JAMES BUTLER ‘WILD BILL’ HICKOK is another whom folklore sells short. Though he was, indeed, a fast-shooting gambler and trail-town tamer, who died in squalid circumstances, there was more to Hickock than that. As a Civil War officer, he served the Union with distinction in Missouri, Kansas and the Indian Territory. Later, he became a highly-regarded military scout and US Marshal. Credited with a hundred killings, most held to be justified by the standards of his day, he was murdered by Jack McCall in the gold-rush town of Deadwood, Dakota Territory during the summer of 1876.
RICHENS ‘UNCLE DICK’ WOOTTON trapped beaver in the streams of the southern Rockies when the fur-trade thrived. Later, like many others of his calling, he scouted for the army and guided wagon-trains west. In the 1860s, he fashioned a road of sorts across the summit of Raton Pass, charging the legendary Charlie Goodnight and other north-bound drovers for its use.
THE SPANISH-IRISH are a hybrid-race more numerous and significant than may be widely recognised. Close relations—based upon trade, a mutual religion and common historical enmity toward England—for long existed between these two nations. Irish seamen settled in Spanish ports, Spanish seamen in Irish. Intermarriage was commonplace. Irish mercenaries served the Spanish Kings. Many soldiers and sailors of Spain’s Armada were wrecked along the Irish coast from Donegal to Kerry. Settling there, they added a distinctive strain to the Irish race—and to the writer’s ancestry.
This relationship, of course, translated to the New World. Indeed, Spain’s last Governor of Mexico, Juan O’Donaju, was a man of Irish forebears.

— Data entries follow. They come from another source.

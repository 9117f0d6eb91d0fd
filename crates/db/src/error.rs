//! Typed error type for the db crate.

use engine::ClientError;
use thiserror::Error;

#[derive(Debug, Error)]
pub enum DbError {
    #[error("sqlx error: {0}")]
    Sqlx(#[from] sqlx::Error),

    #[error("row not found")]
    NotFound,

    #[error("migration error: {0}")]
    Migration(#[from] sqlx::migrate::MigrateError),

    #[error("no database_url configured")]
    MissingDatabaseUrl,

    /// A stored value doesn't map back onto the domain model.
    #[error("corrupt row: {0}")]
    Corrupt(String),

    #[error("serialization error: {0}")]
    Serialization(#[from] serde_json::Error),
}

impl From<DbError> for ClientError {
    fn from(err: DbError) -> Self {
        ClientError::Backend(Box::new(err))
    }
}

PEONAGE, sometimes called ‘slavery by another name,’ peonage was a system of servitude, not dissimilar to the serfdom of medieval times. Widely practiced in Spain and its empire, it survived in Mexico for many years. The U.S. Congress outlawed the practice in 1867.
ABOUT THE AUTHOR
P.J. Keogh
Born in Leeds, England, of Irish stock, P.J. Keogh has enjoyed a varied existence. Educated by Jesuit priests, then at Leeds Polytechnic, Leeds University, and the University of Aston-in-Birmingham, he has been a lecturer and a laborer, an entrepreneur and a trucker, a part-time soldier of the Queen, and—briefly—her guest.
He has worked and travelled all over Europe, the U.S.A., and Canada.